Sous influences à la maison rouge
La maison rouge aurait-elle peur du vide ? Serait-ce la volonté du commissariat d’Antoine Perpère de réquisitionner le moindre espace jusqu’à l’impression de confinement d’une chambre adolescente mal rangée ? Faudrait-il voir dans ce grouillement d’œuvres un geste, une prise de risque à l’image du désordre intérieur créé par les champignons, plantes, ou autres substances psychoactives ?
Si la promesse numérique était belle, le charme est, lui, vite rompu. Et l’overdose rapidement arrivée face à cette centaine d’artistes exposés du XIXème siècle à aujourd’hui. C’est un fait bien connu, s’atteler à une exposition thématique voue souvent à l’impression de catalogue. Voilà pour le pire d’un parcours-somme assez désorganisé livrant le visiteur à une descente. Pour le meilleur car il y en a, il faut se plonger à même les œuvres et faire abstraction du thème lancé. S’attarder par exemple devant l’image d’une femme endormie sous l’effet de la morphine datant de 2010 et signée Tania Brassesco et Lazlo Passi Norberto, photographie tirée d’un tableau du XIXe siècle de Santiago Rusinol. Et comprendre entre les
lignes que la morphine (tirée du grec Morphée, sommeil, rêves) voyage de siècle en siècle. Certes. Ou encore s’introduire avec émerveillement dans la salle de pois de Yayoi Kusama. Comment rester de marbre face à ses hallucinations ? Comme toujours, d’un miroir à l’autre, l’oeil et le cœur se rejoignent dans un même mouvement de surprise et de jubilation.

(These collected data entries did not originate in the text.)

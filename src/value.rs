//! Values carried by streams and host calls.
//!
//! A `Value` is what a host passes into a dispatch adapter, what transforms
//! fold over, and what scalar host properties and call results are made of.
//! It serializes as plain JSON (`null`, `true`, `3`, `"click"`, RFC 3339
//! timestamps).

use std::fmt;

use chrono::{DateTime, Utc};
use serde::{Deserialize, Serialize};

/// A dynamically typed value.
///
/// ```
/// use hookstream::Value;
///
/// let count = Value::Int(3);
/// assert_eq!(count.as_int(), Some(3));
/// assert_eq!(Value::from("click").as_str(), Some("click"));
/// assert!(Value::default().is_null());
/// ```
#[derive(Debug, Clone, Default, PartialEq, Eq, Serialize, Deserialize)]
#[serde(untagged)]
pub enum Value {
    /// No value yet (a fresh stream) or an explicit null from a host.
    #[default]
    Null,
    Bool(bool),
    /// Counters, timer handles and virtual-clock milliseconds.
    Int(i64),
    /// Wall-clock time, as delivered by the threaded timer host.
    Timestamp(DateTime<Utc>),
    String(String),
}

impl Value {
    #[must_use]
    pub const fn is_null(&self) -> bool {
        matches!(self, Self::Null)
    }

    #[must_use]
    pub const fn is_timestamp(&self) -> bool {
        matches!(self, Self::Timestamp(_))
    }

    #[must_use]
    pub const fn as_int(&self) -> Option<i64> {
        if let Self::Int(v) = self {
            Some(*v)
        } else {
            None
        }
    }

    #[must_use]
    pub fn as_str(&self) -> Option<&str> {
        if let Self::String(s) = self {
            Some(s)
        } else {
            None
        }
    }
}

impl fmt::Display for Value {
    fn fmt(&self, f: &mut fmt::Formatter<'_>) -> fmt::Result {
        match self {
            Self::Null => f.write_str("null"),
            Self::Bool(b) => write!(f, "{b}"),
            Self::Int(n) => write!(f, "{n}"),
            Self::Timestamp(at) => f.write_str(&at.to_rfc3339()),
            Self::String(s) => write!(f, "{s:?}"),
        }
    }
}

macro_rules! value_from {
    ($($ty:ty => |$v:ident| $body:expr),* $(,)?) => {
        $(
            impl From<$ty> for Value {
                fn from($v: $ty) -> Self {
                    $body
                }
            }
        )*
    };
}

value_from! {
    bool => |v| Self::Bool(v),
    i32 => |v| Self::Int(i64::from(v)),
    i64 => |v| Self::Int(v),
    String => |v| Self::String(v),
    &str => |v| Self::String(v.to_string()),
    DateTime<Utc> => |v| Self::Timestamp(v),
}
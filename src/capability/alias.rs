//! Shorthand names for capability methods.

use std::collections::HashMap;
use std::sync::{PoisonError, RwLock};

use crate::error::RegistryError;

/// Aliases installed in every baseline table.
pub const BASELINE_ALIASES: &[(&str, &str)] = &[
    ("add", "register-listener"),
    ("remove", "deregister-listener"),
];

/// Append-only map from alias to canonical method name.
#[derive(Debug, Default)]
pub struct AliasTable {
    entries: RwLock<HashMap<String, String>>,
}

impl AliasTable {
    #[must_use]
    pub fn new() -> Self {
        Self::default()
    }

    /// A table seeded with [`BASELINE_ALIASES`].
    #[must_use]
    pub fn with_baseline() -> Self {
        let entries = BASELINE_ALIASES
            .iter()
            .map(|(alias, name)| ((*alias).to_string(), (*name).to_string()))
            .collect();
        Self {
            entries: RwLock::new(entries),
        }
    }

    /// The canonical name for `name`, or `name` itself when it is not an alias.
    #[must_use]
    pub fn resolve(&self, name: &str) -> String {
        self.entries
            .read()
            .unwrap_or_else(PoisonError::into_inner)
            .get(name)
            .cloned()
            .unwrap_or_else(|| name.to_string())
    }

    /// Bind a new alias.
    ///
    /// # Errors
    /// `RegistryError::Duplicate` when `alias` is already bound.
    pub fn try_add(
        &self,
        alias: impl Into<String>,
        canonical: impl Into<String>,
    ) -> Result<(), RegistryError> {
        let alias = alias.into();
        let mut entries = self.entries.write().unwrap_or_else(PoisonError::into_inner);
        if entries.contains_key(&alias) {
            return Err(RegistryError::Duplicate { name: alias });
        }
        entries.insert(alias, canonical.into());
        Ok(())
    }

    /// Bind a new alias. Returns false if it is already bound.
    pub fn add(&self, alias: impl Into<String>, canonical: impl Into<String>) -> bool {
        self.try_add(alias, canonical).is_ok()
    }
}

#[cfg(test)]
mod tests {
    use super::*;

    #[test]
    fn resolves_baseline_aliases() {
        let aliases = AliasTable::with_baseline();
        assert_eq!(aliases.resolve("add"), "register-listener");
        assert_eq!(aliases.resolve("remove"), "deregister-listener");
        assert_eq!(aliases.resolve("set-timer"), "set-timer");
    }

    #[test]
    fn bound_aliases_cannot_be_rebound() {
        let aliases = AliasTable::with_baseline();
        assert!(!aliases.add("add", "subscribe"));
        assert_eq!(aliases.resolve("add"), "register-listener");

        assert!(aliases.add("iOn", "set-interval"));
        assert_eq!(aliases.resolve("iOn"), "set-interval");
        assert!(!aliases.add("iOn", "set-timer"));
    }
}
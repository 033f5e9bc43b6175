//! Capability registry.
//!
//! Maps a canonical method name to where its callback argument sits and
//! whether the method registers or deregisters that callback. Entries can be
//! added but never replaced.

use std::collections::HashMap;
use std::sync::{PoisonError, RwLock};

use serde::{Deserialize, Serialize};

use crate::error::RegistryError;

/// Whether a capability installs or removes a callback.
#[derive(Debug, Clone, Copy, PartialEq, Eq, Hash, Serialize, Deserialize)]
#[serde(rename_all = "snake_case")]
pub enum Direction {
    /// The method registers a callback.
    Register,
    /// The method removes a previously registered callback.
    Deregister,
}

/// How a capability method takes its callback.
#[derive(Debug, Clone, Copy, PartialEq, Eq, Serialize, Deserialize)]
pub struct CapabilityDescriptor {
    /// Zero-based position of the callback argument, if the method takes one.
    #[serde(default)]
    pub callback_index: Option<usize>,
    /// Register or deregister.
    pub direction: Direction,
}

impl CapabilityDescriptor {
    /// A registering method with its callback at `index`.
    #[must_use]
    pub const fn register(index: usize) -> Self {
        Self {
            callback_index: Some(index),
            direction: Direction::Register,
        }
    }

    /// A deregistering method with its callback at `index`.
    #[must_use]
    pub const fn deregister(index: usize) -> Self {
        Self {
            callback_index: Some(index),
            direction: Direction::Deregister,
        }
    }
}

/// Descriptors installed in every baseline registry.
pub const BASELINE_CAPABILITIES: &[(&str, CapabilityDescriptor)] = &[
    ("register-listener", CapabilityDescriptor::register(1)),
    ("deregister-listener", CapabilityDescriptor::deregister(1)),
    ("set-timer", CapabilityDescriptor::register(0)),
    ("clear-timer", CapabilityDescriptor::deregister(0)),
    ("set-interval", CapabilityDescriptor::register(0)),
    ("clear-interval", CapabilityDescriptor::deregister(0)),
    ("subscribe", CapabilityDescriptor::register(1)),
    ("unsubscribe", CapabilityDescriptor::deregister(1)),
    ("remove-subscription", CapabilityDescriptor::deregister(1)),
];

/// Append-only table of capability descriptors.
#[derive(Debug, Default)]
pub struct CapabilityRegistry {
    entries: RwLock<HashMap<String, CapabilityDescriptor>>,
}

impl CapabilityRegistry {
    /// An empty registry.
    #[must_use]
    pub fn new() -> Self {
        Self::default()
    }

    /// A registry seeded with [`BASELINE_CAPABILITIES`].
    #[must_use]
    pub fn with_baseline() -> Self {
        let entries = BASELINE_CAPABILITIES
            .iter()
            .map(|(name, descriptor)| ((*name).to_string(), *descriptor))
            .collect();
        Self {
            entries: RwLock::new(entries),
        }
    }

    pub fn is_capability(&self, name: &str) -> bool {
        self.entries
            .read()
            .unwrap_or_else(PoisonError::into_inner)
            .contains_key(name)
    }

    /// Look up a descriptor.
    ///
    /// # Errors
    /// `RegistryError::NotFound` when `name` has no descriptor.
    pub fn get(&self, name: &str) -> Result<CapabilityDescriptor, RegistryError> {
        self.entries
            .read()
            .unwrap_or_else(PoisonError::into_inner)
            .get(name)
            .copied()
            .ok_or_else(|| RegistryError::NotFound {
                name: name.to_string(),
            })
    }

    /// Insert a descriptor for a new name.
    ///
    /// # Errors
    /// `RegistryError::Duplicate` when `name` is already registered; the
    /// existing descriptor is left untouched.
    pub fn try_add(
        &self,
        name: impl Into<String>,
        descriptor: CapabilityDescriptor,
    ) -> Result<(), RegistryError> {
        let name = name.into();
        let mut entries = self.entries.write().unwrap_or_else(PoisonError::into_inner);
        if entries.contains_key(&name) {
            return Err(RegistryError::Duplicate { name });
        }
        entries.insert(name, descriptor);
        Ok(())
    }

    /// Insert a descriptor for a new name. Returns false if the name exists.
    pub fn add(&self, name: impl Into<String>, descriptor: CapabilityDescriptor) -> bool {
        self.try_add(name, descriptor).is_ok()
    }

    /// Sorted snapshot of registered names.
    #[must_use]
    pub fn names(&self) -> Vec<String> {
        let mut names: Vec<String> = self
            .entries
            .read()
            .unwrap_or_else(PoisonError::into_inner)
            .keys()
            .cloned()
            .collect();
        names.sort();
        names
    }
}

#[cfg(test)]
mod tests {
    use super::*;

    #[test]
    fn baseline_descriptors_are_installed() {
        let registry = CapabilityRegistry::with_baseline();
        assert_eq!(registry.names().len(), BASELINE_CAPABILITIES.len());
        assert_eq!(
            registry.get("register-listener").unwrap(),
            CapabilityDescriptor::register(1)
        );
        assert_eq!(
            registry.get("clear-interval").unwrap(),
            CapabilityDescriptor::deregister(0)
        );
        assert_eq!(
            registry.get("remove-subscription").unwrap().direction,
            Direction::Deregister
        );
    }

    #[test]
    fn unknown_name_is_not_found() {
        let registry = CapabilityRegistry::with_baseline();
        assert!(!registry.is_capability("emit"));
        assert_eq!(
            registry.get("emit").unwrap_err(),
            RegistryError::NotFound {
                name: "emit".to_string()
            }
        );
    }

    #[test]
    fn existing_names_are_never_overwritten() {
        let registry = CapabilityRegistry::with_baseline();
        assert!(!registry.add("set-timer", CapabilityDescriptor::deregister(3)));
        assert_eq!(registry.get("set-timer").unwrap(), CapabilityDescriptor::register(0));
        assert!(matches!(
            registry.try_add("set-timer", CapabilityDescriptor::register(0)),
            Err(RegistryError::Duplicate { .. })
        ));
    }

    #[test]
    fn new_names_are_added() {
        let registry = CapabilityRegistry::new();
        assert!(registry.add("custom-immediate", CapabilityDescriptor::register(0)));
        assert!(registry.is_capability("custom-immediate"));
        assert_eq!(registry.names(), vec!["custom-immediate".to_string()]);
    }

    #[test]
    fn descriptor_deserializes_without_index() {
        let descriptor: CapabilityDescriptor =
            serde_json::from_str(r#"{"direction":"register"}"#).unwrap();
        assert_eq!(descriptor.callback_index, None);
        assert_eq!(descriptor.direction, Direction::Register);
    }
}
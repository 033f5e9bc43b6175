//! Host object model.
//!
//! A host is the object being wrapped: anything that exposes methods taking
//! callbacks. Hosts describe themselves with a declarative method table
//! ([`HostObject::methods`]); the interception layer consults the capability
//! registry against that table instead of reflecting over arbitrary members.

use std::fmt;
use std::sync::Arc;

use crate::error::{HostError, HostResult};
use crate::stream::{Callback, Stream};
use crate::value::Value;

/// Event emitter host.
pub mod emitter;
/// Shared listener bookkeeping for reference hosts.
pub mod listeners;
/// Document-like node tree host.
pub mod node;
/// Timer hosts (virtual clock and worker thread).
pub mod timers;

pub use emitter::Emitter;
pub use listeners::ListenerSet;
pub use node::Node;
pub use timers::{ManualTimers, ThreadTimers, TimerConfig};

/// Shared handle to a host object.
pub type HostRef = Arc<dyn HostObject>;

/// An argument passed to a host method.
#[derive(Debug, Clone)]
pub enum Arg {
    /// A plain value.
    Value(Value),
    /// A callback the host may invoke later.
    Callback(Callback),
    /// A stream handle. Only meaningful to deregistering capabilities; the
    /// interception layer replaces it before the host sees the call.
    Stream(Stream),
}

impl Arg {
    #[must_use]
    pub const fn as_value(&self) -> Option<&Value> {
        match self {
            Self::Value(v) => Some(v),
            _ => None,
        }
    }

    #[must_use]
    pub const fn as_callback(&self) -> Option<&Callback> {
        match self {
            Self::Callback(cb) => Some(cb),
            _ => None,
        }
    }

    #[must_use]
    pub const fn as_stream(&self) -> Option<&Stream> {
        match self {
            Self::Stream(s) => Some(s),
            _ => None,
        }
    }
}

impl From<Value> for Arg {
    fn from(v: Value) -> Self {
        Self::Value(v)
    }
}

impl From<&str> for Arg {
    fn from(v: &str) -> Self {
        Self::Value(Value::from(v))
    }
}

impl From<i64> for Arg {
    fn from(v: i64) -> Self {
        Self::Value(Value::Int(v))
    }
}

impl From<Callback> for Arg {
    fn from(cb: Callback) -> Self {
        Self::Callback(cb)
    }
}

impl From<Stream> for Arg {
    fn from(s: Stream) -> Self {
        Self::Stream(s)
    }
}

impl From<&Stream> for Arg {
    fn from(s: &Stream) -> Self {
        Self::Stream(s.clone())
    }
}

/// A function value handed out by a host. The receiver is already bound.
#[derive(Clone)]
pub struct HostFn(Arc<dyn Fn(Vec<Arg>) -> HostResult<Member> + Send + Sync>);

impl HostFn {
    pub fn new(func: impl Fn(Vec<Arg>) -> HostResult<Member> + Send + Sync + 'static) -> Self {
        Self(Arc::new(func))
    }

    /// Invoke the function.
    ///
    /// # Errors
    /// Whatever the host function reports.
    pub fn call(&self, args: Vec<Arg>) -> HostResult<Member> {
        (self.0)(args)
    }
}

impl fmt::Debug for HostFn {
    fn fmt(&self, f: &mut fmt::Formatter<'_>) -> fmt::Result {
        f.write_str("HostFn")
    }
}

/// What reading a member of (or calling) a host yields.
#[derive(Clone)]
pub enum Member {
    /// A method listed in the host's method table.
    Method,
    /// A nested object.
    Object(HostRef),
    /// A homogeneous collection of like objects.
    Collection(Vec<HostRef>),
    /// A function value.
    Function(HostFn),
    /// A scalar value.
    Value(Value),
    /// Nothing under that name.
    Absent,
}

impl fmt::Debug for Member {
    fn fmt(&self, f: &mut fmt::Formatter<'_>) -> fmt::Result {
        match self {
            Self::Method => f.write_str("Method"),
            Self::Object(host) => write!(f, "Object({})", host.shape()),
            Self::Collection(hosts) => write!(f, "Collection(len={})", hosts.len()),
            Self::Function(_) => f.write_str("Function"),
            Self::Value(v) => write!(f, "Value({v})"),
            Self::Absent => f.write_str("Absent"),
        }
    }
}

/// An object that can be wrapped.
pub trait HostObject: Send + Sync {
    /// Short name of the host type, used in diagnostics.
    fn shape(&self) -> &'static str;

    /// The methods this host exposes.
    fn methods(&self) -> &'static [&'static str];

    /// Read a non-method member.
    fn property(&self, _name: &str) -> Member {
        Member::Absent
    }

    /// Call a method from the method table.
    ///
    /// # Errors
    /// `HostError::UnknownMethod` for names outside the table, or argument
    /// errors reported by the host.
    fn invoke(&self, method: &str, args: Vec<Arg>) -> HostResult<Member>;

    fn has_method(&self, name: &str) -> bool {
        self.methods().iter().any(|m| *m == name)
    }

    /// Read any member, methods included.
    fn member(&self, name: &str) -> Member {
        if self.has_method(name) {
            Member::Method
        } else {
            self.property(name)
        }
    }
}

pub(crate) fn unknown_method(shape: &'static str, method: &str) -> HostError {
    HostError::UnknownMethod {
        shape,
        method: method.to_string(),
    }
}

pub(crate) fn string_arg<'a>(method: &str, args: &'a [Arg], index: usize) -> HostResult<&'a str> {
    match args.get(index) {
        Some(Arg::Value(Value::String(s))) => Ok(s),
        Some(_) => Err(HostError::InvalidArgument {
            method: method.to_string(),
            index,
            reason: "expected a string".to_string(),
        }),
        None => Err(HostError::MissingArgument {
            method: method.to_string(),
            index,
        }),
    }
}

pub(crate) fn callback_arg(method: &str, args: &[Arg], index: usize) -> HostResult<Callback> {
    match args.get(index) {
        Some(Arg::Callback(cb)) => Ok(cb.clone()),
        Some(_) => Err(HostError::InvalidArgument {
            method: method.to_string(),
            index,
            reason: "expected a callback".to_string(),
        }),
        None => Err(HostError::MissingArgument {
            method: method.to_string(),
            index,
        }),
    }
}

pub(crate) fn value_arg(args: &[Arg], index: usize) -> Value {
    args.get(index)
        .and_then(Arg::as_value)
        .cloned()
        .unwrap_or_default()
}

#[cfg(test)]
mod tests {
    use super::*;

    struct Probe;

    impl HostObject for Probe {
        fn shape(&self) -> &'static str {
            "probe"
        }

        fn methods(&self) -> &'static [&'static str] {
            &["ping"]
        }

        fn property(&self, name: &str) -> Member {
            match name {
                "answer" => Member::Value(Value::Int(42)),
                _ => Member::Absent,
            }
        }

        fn invoke(&self, method: &str, _args: Vec<Arg>) -> HostResult<Member> {
            match method {
                "ping" => Ok(Member::Value(Value::from("pong"))),
                other => Err(unknown_method(self.shape(), other)),
            }
        }
    }

    #[test]
    fn member_prefers_method_table() {
        let probe = Probe;
        assert!(matches!(probe.member("ping"), Member::Method));
        assert!(matches!(probe.member("answer"), Member::Value(Value::Int(42))));
        assert!(matches!(probe.member("missing"), Member::Absent));
    }

    #[test]
    fn argument_helpers_report_position() {
        let args = vec![Arg::from(7), Arg::from("click")];
        assert_eq!(string_arg("m", &args, 1).unwrap(), "click");
        assert!(matches!(
            string_arg("m", &args, 0),
            Err(HostError::InvalidArgument { index: 0, .. })
        ));
        assert!(matches!(
            callback_arg("m", &args, 2),
            Err(HostError::MissingArgument { index: 2, .. })
        ));
        assert_eq!(value_arg(&args, 0), Value::Int(7));
        assert_eq!(value_arg(&args, 5), Value::Null);
    }
}
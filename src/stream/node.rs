//! Root and child stream nodes.
//!
//! A root owns the authoritative instance and listener lists. A child holds a
//! pipeline and an explicit reference to its root; it keeps no bookkeeping of
//! its own. Piping a child extends its pipeline instead of nesting a new node,
//! so fan-out only happens at the root.

use std::sync::{Arc, Mutex, MutexGuard, OnceLock, PoisonError};

use tracing::{debug, trace, warn};

use crate::error::StreamError;
use crate::value::Value;

use super::callback::{Callback, Listener, Transform};
use super::ids::StreamId;

fn lock<T>(mutex: &Mutex<T>) -> MutexGuard<'_, T> {
    // A panicking listener must not wedge every later dispatch.
    mutex.lock().unwrap_or_else(PoisonError::into_inner)
}

#[derive(Debug)]
struct ChildState {
    pipeline: Vec<Transform>,
    value: Value,
}

#[derive(Debug)]
struct ChildNode {
    id: StreamId,
    state: Mutex<ChildState>,
}

impl ChildNode {
    fn value(&self) -> Value {
        lock(&self.state).value.clone()
    }
}

#[derive(Debug, Clone)]
enum NodeRef {
    Root,
    Child(Arc<ChildNode>),
}

#[derive(Debug, Clone)]
struct ListenerEntry {
    listener: Listener,
    node: NodeRef,
}

impl ListenerEntry {
    fn is_on(&self, node: Option<StreamId>) -> bool {
        match (&self.node, node) {
            (NodeRef::Root, None) => true,
            (NodeRef::Child(child), Some(id)) => child.id == id,
            _ => false,
        }
    }
}

#[derive(Debug, Default)]
struct RootState {
    value: Value,
    instances: Vec<Arc<ChildNode>>,
    listeners: Vec<ListenerEntry>,
    registration_value: Option<Value>,
}

#[derive(Debug)]
struct RootStream {
    id: StreamId,
    state: Arc<Mutex<RootState>>,
    adapter: OnceLock<Callback>,
}

#[derive(Debug)]
struct ChildStream {
    root: Arc<RootStream>,
    node: Arc<ChildNode>,
    adapter: OnceLock<Callback>,
}

#[derive(Debug, Clone)]
enum Kind {
    Root(Arc<RootStream>),
    Child(Arc<ChildStream>),
}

Faut-il encore préciser la grâce des écritures « mescaliniennes » d’Henri Michaux créant sous l’emprise de la mescaline, substance hallucinogène ? Ou la simple force du Tabac je me couche quel beau soleil d’un Picabia des années 20 ? L’extase et le paradis artificiel ne sont pas loin non plus face au tirage argentique de Larry Clark montrant une femme enceinte qui se pique. Ses seins opulents, symbole de fertilité, sont l’essence même du tragique. La beauté mordue par elle-même. Ce sens dramatique est contrebalancé par un humour présent, par touches. On pensera par exemple aux sabots de Jean-Michel Basquiat qu’il rapporta d’Amsterdam pour se faire pardonner d’avoir sombré dans la drogue. Ou encore le travail d’Eric Corbobesse et Mario Blaise, psychiatres iconoclastes qui prescrivent à Sophie Calle comprimés et masque de sommeil. Mais finalement, faut-il rire ou pleurer ? C’est aussi la question que l’on se pose devant l’affiche de Michel François représentant une petite fille qui boit à même le goulot une bouteille de vin. Du chaud au froid, de la vie à la mort, ce parcours n’est jamais tiède.